**Stored data entries**
******

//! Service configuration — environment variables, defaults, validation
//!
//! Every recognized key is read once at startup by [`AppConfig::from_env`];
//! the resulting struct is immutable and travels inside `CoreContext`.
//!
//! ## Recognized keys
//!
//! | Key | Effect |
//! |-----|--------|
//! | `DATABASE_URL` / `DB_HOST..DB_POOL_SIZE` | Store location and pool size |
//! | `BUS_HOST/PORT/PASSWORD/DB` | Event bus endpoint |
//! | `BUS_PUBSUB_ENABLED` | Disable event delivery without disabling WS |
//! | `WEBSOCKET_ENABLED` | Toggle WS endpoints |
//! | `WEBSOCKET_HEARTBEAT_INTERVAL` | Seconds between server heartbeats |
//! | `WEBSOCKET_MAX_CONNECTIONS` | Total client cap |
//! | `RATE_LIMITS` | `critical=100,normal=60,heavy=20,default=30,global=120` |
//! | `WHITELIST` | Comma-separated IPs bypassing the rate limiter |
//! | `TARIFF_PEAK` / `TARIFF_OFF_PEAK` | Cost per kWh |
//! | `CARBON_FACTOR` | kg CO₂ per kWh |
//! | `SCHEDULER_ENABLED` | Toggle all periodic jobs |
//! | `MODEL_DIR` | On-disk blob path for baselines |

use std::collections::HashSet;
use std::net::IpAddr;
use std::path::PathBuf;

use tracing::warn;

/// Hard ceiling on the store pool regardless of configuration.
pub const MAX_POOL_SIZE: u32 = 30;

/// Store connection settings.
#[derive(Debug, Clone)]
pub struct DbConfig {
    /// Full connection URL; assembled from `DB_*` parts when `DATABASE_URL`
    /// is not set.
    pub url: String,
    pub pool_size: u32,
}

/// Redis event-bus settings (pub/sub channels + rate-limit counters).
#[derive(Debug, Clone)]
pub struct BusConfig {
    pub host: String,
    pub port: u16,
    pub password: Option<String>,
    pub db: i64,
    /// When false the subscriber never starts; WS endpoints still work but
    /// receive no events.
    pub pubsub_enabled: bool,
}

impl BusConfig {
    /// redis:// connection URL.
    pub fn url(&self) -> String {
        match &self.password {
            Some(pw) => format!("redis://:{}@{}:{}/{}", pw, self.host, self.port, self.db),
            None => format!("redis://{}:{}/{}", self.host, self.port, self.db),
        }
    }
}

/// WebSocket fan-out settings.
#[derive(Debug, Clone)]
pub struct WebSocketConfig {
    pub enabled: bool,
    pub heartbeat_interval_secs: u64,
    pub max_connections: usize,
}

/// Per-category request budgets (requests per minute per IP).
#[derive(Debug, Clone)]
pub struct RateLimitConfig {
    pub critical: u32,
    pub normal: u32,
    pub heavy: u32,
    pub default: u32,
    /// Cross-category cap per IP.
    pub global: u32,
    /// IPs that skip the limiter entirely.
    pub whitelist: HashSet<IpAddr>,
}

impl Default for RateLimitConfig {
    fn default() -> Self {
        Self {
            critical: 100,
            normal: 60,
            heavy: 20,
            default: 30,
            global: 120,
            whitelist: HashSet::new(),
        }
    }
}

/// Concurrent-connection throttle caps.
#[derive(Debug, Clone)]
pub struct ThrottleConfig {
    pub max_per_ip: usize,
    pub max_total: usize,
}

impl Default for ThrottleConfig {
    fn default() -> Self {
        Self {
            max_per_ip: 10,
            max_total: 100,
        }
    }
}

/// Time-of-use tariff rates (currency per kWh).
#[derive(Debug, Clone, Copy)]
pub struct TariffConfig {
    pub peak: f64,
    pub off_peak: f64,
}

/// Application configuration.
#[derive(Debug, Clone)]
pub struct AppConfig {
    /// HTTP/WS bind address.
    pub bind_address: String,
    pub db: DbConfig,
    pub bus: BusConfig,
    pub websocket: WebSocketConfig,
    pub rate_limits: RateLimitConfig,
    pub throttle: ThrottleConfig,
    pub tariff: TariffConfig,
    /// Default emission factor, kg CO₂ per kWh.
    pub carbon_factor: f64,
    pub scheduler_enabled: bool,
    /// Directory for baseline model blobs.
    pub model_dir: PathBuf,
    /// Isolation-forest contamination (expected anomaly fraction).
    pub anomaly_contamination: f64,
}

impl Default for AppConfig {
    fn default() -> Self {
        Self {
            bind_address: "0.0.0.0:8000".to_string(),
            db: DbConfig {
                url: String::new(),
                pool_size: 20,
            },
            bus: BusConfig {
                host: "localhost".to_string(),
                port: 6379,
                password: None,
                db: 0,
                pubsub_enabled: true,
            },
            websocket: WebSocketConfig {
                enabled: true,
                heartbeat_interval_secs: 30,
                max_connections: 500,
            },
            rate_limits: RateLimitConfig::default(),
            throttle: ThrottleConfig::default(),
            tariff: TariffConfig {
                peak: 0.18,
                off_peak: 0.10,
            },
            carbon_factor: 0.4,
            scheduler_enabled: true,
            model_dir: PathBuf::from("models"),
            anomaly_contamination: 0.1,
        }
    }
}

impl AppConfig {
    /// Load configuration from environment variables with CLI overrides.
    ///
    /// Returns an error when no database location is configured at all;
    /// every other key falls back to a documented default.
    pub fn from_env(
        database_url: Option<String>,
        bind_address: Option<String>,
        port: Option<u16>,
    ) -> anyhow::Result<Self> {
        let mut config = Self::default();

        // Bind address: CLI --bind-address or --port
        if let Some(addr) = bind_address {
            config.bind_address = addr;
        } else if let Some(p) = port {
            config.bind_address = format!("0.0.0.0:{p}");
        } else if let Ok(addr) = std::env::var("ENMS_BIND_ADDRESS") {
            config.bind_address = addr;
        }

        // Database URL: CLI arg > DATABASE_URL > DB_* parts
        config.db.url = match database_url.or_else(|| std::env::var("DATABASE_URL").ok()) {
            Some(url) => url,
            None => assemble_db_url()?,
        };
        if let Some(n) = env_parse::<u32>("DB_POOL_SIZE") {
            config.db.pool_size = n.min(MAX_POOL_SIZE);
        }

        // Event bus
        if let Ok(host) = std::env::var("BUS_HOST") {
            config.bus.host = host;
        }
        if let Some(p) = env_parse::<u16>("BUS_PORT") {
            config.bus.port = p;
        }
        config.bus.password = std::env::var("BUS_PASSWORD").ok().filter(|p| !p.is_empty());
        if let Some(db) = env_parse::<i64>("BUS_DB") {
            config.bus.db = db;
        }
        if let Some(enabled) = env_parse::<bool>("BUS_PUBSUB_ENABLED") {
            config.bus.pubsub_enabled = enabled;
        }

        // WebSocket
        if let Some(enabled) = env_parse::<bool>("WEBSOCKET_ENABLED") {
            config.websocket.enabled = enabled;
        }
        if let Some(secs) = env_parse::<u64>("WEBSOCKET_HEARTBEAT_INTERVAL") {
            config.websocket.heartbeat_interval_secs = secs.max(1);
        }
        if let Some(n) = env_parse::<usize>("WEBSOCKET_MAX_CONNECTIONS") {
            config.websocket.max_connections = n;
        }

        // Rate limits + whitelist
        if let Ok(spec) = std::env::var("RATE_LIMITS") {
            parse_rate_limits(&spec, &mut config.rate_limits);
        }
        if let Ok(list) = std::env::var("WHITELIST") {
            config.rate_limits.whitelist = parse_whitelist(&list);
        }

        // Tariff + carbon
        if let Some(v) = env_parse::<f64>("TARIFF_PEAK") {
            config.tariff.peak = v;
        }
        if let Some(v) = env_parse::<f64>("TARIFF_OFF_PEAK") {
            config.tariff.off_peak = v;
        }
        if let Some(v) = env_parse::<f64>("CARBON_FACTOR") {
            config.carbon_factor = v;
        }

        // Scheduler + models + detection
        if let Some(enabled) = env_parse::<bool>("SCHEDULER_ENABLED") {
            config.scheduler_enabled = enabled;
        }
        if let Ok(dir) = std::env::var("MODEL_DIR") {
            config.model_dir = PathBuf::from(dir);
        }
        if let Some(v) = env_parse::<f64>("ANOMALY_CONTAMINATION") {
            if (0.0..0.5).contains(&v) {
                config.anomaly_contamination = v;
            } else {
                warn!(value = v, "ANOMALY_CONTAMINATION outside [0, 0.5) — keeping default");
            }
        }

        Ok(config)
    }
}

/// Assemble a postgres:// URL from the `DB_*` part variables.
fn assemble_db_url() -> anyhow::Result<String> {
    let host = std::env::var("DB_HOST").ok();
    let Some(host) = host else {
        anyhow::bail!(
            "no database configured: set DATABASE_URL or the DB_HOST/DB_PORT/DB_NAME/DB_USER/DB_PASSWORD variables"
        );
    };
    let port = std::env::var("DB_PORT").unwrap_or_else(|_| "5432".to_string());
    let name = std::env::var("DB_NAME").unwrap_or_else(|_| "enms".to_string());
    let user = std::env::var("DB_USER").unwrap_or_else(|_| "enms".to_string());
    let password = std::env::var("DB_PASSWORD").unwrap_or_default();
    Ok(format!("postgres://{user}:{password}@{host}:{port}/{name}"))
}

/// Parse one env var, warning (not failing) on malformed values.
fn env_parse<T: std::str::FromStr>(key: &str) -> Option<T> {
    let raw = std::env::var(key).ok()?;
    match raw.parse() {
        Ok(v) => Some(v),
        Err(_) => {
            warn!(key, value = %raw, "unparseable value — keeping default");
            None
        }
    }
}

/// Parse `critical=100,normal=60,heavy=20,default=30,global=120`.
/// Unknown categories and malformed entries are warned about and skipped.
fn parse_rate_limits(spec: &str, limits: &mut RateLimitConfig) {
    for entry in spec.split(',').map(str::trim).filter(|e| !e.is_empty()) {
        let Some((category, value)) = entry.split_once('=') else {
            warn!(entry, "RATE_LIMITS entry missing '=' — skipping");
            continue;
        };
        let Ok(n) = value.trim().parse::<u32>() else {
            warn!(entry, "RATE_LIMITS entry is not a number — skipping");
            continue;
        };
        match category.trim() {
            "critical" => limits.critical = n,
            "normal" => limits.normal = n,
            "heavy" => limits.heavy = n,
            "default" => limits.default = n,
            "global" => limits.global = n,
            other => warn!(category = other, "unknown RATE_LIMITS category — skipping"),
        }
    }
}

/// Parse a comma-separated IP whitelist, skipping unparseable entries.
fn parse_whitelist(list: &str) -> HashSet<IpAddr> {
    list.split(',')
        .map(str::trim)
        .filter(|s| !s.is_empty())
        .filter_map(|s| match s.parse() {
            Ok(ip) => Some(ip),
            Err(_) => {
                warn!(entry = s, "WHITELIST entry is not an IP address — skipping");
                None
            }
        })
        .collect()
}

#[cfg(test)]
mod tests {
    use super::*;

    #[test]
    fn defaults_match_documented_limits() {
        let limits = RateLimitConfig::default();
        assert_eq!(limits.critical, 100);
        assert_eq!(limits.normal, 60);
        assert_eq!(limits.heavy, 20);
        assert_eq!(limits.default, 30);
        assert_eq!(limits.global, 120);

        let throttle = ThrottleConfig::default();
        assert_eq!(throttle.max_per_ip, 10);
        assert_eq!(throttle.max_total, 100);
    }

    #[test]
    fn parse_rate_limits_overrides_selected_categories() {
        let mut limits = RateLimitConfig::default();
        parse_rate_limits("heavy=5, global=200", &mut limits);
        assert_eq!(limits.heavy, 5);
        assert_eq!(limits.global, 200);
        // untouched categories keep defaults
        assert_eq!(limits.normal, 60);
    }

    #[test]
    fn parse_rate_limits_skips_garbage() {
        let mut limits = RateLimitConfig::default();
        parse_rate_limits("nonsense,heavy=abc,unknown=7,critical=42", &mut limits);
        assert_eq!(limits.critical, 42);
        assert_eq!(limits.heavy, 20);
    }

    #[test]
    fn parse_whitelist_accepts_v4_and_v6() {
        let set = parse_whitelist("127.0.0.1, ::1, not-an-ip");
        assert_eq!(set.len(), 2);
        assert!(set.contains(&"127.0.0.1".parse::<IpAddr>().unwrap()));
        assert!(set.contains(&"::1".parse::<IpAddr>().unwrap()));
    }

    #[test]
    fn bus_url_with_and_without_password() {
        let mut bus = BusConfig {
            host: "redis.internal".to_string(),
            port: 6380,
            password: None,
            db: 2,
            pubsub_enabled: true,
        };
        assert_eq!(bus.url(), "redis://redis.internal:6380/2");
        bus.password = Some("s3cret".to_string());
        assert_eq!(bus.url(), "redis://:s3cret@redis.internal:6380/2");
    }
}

******

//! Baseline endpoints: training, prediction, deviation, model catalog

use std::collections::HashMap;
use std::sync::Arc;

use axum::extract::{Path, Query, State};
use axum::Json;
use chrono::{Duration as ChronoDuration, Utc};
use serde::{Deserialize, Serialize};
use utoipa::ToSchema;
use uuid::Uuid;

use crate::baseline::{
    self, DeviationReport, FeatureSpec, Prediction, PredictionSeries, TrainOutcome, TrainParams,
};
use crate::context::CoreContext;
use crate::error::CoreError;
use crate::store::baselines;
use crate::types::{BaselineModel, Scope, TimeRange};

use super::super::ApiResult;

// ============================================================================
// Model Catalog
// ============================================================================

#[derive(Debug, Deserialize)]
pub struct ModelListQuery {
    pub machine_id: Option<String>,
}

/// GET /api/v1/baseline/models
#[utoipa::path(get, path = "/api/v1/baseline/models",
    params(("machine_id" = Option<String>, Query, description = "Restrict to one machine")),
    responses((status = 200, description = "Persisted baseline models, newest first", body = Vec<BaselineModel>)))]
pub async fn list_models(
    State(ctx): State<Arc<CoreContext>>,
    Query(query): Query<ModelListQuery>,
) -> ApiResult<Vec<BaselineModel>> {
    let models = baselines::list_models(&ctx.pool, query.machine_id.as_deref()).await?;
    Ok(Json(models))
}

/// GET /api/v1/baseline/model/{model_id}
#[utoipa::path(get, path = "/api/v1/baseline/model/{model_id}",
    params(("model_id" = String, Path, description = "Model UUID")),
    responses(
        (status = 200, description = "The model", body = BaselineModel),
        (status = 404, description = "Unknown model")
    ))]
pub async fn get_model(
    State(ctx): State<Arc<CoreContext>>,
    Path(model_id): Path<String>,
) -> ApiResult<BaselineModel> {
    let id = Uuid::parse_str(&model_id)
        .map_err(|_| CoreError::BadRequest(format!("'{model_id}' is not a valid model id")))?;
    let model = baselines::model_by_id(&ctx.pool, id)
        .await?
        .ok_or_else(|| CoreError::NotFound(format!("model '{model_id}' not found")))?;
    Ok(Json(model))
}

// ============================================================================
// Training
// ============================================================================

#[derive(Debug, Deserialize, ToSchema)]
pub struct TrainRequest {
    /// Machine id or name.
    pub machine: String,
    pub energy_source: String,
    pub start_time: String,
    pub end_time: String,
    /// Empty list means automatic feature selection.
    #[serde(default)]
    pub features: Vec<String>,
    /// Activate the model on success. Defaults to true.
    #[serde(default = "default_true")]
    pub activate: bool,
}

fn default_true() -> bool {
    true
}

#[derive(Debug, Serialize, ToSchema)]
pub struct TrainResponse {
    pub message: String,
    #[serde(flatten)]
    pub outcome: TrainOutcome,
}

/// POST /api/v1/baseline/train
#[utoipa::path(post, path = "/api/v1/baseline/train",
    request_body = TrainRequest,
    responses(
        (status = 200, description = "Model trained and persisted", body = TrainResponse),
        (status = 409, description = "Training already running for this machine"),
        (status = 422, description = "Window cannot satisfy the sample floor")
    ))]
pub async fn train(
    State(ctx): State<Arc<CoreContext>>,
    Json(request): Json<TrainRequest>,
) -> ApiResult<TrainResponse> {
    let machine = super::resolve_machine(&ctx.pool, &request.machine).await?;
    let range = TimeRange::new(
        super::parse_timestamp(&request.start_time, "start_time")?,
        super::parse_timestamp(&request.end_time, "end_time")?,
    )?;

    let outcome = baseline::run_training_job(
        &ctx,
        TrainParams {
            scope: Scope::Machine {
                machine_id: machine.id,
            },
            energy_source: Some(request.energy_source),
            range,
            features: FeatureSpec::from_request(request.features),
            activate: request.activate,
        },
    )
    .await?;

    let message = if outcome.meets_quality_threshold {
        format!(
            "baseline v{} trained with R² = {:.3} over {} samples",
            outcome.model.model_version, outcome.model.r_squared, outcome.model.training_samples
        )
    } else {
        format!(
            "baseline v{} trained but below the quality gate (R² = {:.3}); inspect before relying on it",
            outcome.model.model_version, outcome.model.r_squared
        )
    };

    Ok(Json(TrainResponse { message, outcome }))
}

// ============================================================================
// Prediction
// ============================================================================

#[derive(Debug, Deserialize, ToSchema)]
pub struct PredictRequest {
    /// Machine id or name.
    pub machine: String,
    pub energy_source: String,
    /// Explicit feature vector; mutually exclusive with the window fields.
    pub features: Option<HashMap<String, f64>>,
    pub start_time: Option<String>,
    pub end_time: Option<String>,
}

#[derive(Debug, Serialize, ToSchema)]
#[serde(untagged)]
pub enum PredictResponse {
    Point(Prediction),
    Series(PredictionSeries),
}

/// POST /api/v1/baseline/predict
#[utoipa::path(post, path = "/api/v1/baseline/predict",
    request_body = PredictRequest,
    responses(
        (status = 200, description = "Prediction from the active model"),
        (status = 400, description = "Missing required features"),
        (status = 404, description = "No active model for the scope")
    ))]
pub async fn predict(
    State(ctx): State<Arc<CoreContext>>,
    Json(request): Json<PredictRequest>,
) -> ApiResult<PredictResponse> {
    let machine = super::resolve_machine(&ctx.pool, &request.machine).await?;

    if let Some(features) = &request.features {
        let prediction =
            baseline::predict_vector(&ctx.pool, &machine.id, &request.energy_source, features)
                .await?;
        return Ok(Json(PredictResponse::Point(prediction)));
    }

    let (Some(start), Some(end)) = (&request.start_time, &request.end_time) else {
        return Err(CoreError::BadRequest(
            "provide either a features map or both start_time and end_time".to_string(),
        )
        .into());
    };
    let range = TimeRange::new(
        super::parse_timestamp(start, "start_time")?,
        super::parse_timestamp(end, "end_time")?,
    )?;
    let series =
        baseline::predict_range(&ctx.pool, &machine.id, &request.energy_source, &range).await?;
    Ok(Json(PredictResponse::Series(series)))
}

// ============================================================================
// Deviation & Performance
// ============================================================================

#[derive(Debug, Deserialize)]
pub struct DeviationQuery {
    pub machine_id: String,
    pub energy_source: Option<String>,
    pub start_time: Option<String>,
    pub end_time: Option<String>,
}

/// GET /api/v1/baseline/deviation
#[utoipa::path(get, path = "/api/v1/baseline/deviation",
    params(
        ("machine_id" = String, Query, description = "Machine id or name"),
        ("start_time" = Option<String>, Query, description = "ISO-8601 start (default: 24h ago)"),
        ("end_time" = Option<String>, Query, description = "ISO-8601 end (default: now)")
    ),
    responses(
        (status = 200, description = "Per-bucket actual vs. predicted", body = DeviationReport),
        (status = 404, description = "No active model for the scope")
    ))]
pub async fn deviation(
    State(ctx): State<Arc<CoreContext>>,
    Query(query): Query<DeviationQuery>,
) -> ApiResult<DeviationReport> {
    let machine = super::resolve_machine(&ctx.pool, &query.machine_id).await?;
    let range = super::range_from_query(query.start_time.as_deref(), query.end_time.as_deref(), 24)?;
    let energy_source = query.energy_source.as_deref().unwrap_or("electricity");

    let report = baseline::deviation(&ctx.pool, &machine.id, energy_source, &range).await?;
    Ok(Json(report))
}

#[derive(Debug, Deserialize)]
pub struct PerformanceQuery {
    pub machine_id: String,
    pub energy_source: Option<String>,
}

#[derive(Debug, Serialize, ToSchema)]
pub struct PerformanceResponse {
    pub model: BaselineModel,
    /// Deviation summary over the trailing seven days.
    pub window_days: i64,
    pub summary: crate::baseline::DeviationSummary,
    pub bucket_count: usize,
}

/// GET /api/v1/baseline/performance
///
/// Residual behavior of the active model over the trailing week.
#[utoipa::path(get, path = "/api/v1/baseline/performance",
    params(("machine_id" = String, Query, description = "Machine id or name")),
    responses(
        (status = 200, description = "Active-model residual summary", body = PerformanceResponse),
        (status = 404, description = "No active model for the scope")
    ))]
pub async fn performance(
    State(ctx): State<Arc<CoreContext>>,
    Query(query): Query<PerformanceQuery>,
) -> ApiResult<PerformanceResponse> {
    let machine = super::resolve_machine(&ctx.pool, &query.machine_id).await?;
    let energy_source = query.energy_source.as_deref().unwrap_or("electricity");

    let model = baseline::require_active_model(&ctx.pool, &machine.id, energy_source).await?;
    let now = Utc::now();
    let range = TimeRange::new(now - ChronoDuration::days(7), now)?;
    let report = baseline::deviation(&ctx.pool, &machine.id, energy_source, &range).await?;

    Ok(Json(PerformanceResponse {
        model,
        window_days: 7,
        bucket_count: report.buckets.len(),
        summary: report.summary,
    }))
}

******

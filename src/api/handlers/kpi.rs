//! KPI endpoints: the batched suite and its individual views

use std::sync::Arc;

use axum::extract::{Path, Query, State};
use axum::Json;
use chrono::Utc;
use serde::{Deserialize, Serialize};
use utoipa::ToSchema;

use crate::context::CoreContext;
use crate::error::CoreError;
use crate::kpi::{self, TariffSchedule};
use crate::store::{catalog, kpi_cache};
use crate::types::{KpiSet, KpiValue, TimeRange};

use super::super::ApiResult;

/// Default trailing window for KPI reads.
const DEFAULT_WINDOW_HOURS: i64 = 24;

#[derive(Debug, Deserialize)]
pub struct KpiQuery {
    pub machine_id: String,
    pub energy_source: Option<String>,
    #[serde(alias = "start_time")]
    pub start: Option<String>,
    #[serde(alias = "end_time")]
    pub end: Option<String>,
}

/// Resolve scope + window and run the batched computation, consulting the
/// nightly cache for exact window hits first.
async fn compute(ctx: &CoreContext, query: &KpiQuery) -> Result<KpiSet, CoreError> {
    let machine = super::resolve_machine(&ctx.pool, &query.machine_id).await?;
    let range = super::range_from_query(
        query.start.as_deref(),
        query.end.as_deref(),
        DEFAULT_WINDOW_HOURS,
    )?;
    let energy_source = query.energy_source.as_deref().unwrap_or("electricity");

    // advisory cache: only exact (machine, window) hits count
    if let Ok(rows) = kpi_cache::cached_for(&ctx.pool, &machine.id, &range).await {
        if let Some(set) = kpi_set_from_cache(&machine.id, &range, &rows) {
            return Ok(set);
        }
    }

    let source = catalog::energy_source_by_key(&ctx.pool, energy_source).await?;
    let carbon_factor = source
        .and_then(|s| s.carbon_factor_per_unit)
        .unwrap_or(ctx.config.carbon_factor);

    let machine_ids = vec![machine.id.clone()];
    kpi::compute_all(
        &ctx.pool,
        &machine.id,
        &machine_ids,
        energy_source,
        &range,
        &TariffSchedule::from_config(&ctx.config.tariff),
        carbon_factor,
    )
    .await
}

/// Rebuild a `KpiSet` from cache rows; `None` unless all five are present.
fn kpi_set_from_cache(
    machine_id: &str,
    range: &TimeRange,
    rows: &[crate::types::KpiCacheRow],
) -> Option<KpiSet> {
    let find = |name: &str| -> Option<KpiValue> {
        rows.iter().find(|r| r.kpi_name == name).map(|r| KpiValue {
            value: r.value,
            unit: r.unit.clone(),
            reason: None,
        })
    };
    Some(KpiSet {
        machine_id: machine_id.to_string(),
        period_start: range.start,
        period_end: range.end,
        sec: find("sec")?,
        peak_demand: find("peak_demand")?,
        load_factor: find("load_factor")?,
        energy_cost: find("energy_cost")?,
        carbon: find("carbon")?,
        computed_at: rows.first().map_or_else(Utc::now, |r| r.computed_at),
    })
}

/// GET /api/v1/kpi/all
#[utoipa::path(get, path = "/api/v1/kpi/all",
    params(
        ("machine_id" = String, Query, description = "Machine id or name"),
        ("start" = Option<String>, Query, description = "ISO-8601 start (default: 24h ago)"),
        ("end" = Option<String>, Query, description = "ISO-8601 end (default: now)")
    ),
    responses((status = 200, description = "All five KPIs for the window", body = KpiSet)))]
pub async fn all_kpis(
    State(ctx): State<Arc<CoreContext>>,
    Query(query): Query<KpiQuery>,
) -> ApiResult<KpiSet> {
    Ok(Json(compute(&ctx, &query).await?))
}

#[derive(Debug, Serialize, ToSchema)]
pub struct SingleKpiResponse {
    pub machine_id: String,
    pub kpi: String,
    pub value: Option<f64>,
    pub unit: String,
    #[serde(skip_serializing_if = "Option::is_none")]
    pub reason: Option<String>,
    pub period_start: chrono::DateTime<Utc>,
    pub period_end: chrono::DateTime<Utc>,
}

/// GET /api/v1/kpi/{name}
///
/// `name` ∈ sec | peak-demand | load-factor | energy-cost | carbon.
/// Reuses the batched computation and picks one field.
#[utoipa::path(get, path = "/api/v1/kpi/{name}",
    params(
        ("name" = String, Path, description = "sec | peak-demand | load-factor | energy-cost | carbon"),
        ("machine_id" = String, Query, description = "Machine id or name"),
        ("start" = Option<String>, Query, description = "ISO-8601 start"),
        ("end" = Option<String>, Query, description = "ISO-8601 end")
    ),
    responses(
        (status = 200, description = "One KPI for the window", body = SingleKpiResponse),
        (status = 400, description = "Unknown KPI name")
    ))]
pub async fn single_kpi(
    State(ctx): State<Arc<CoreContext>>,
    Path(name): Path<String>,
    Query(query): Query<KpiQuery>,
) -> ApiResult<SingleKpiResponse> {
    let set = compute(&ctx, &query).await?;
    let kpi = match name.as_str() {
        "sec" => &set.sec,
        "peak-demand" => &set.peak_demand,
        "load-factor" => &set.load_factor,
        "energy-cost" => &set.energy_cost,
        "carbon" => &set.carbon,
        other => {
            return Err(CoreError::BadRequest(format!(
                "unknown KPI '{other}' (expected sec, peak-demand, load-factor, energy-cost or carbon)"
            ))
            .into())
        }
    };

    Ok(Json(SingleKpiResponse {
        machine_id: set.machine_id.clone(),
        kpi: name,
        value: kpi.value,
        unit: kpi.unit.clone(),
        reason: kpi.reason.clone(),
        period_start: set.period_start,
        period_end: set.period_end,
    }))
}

******

Show the lines of the entries that include the string "DateTime", copying each in full.

**Solution to this task**
    pub period_start: chrono::DateTime<Utc>,
    pub period_end: chrono::DateTime<Utc>,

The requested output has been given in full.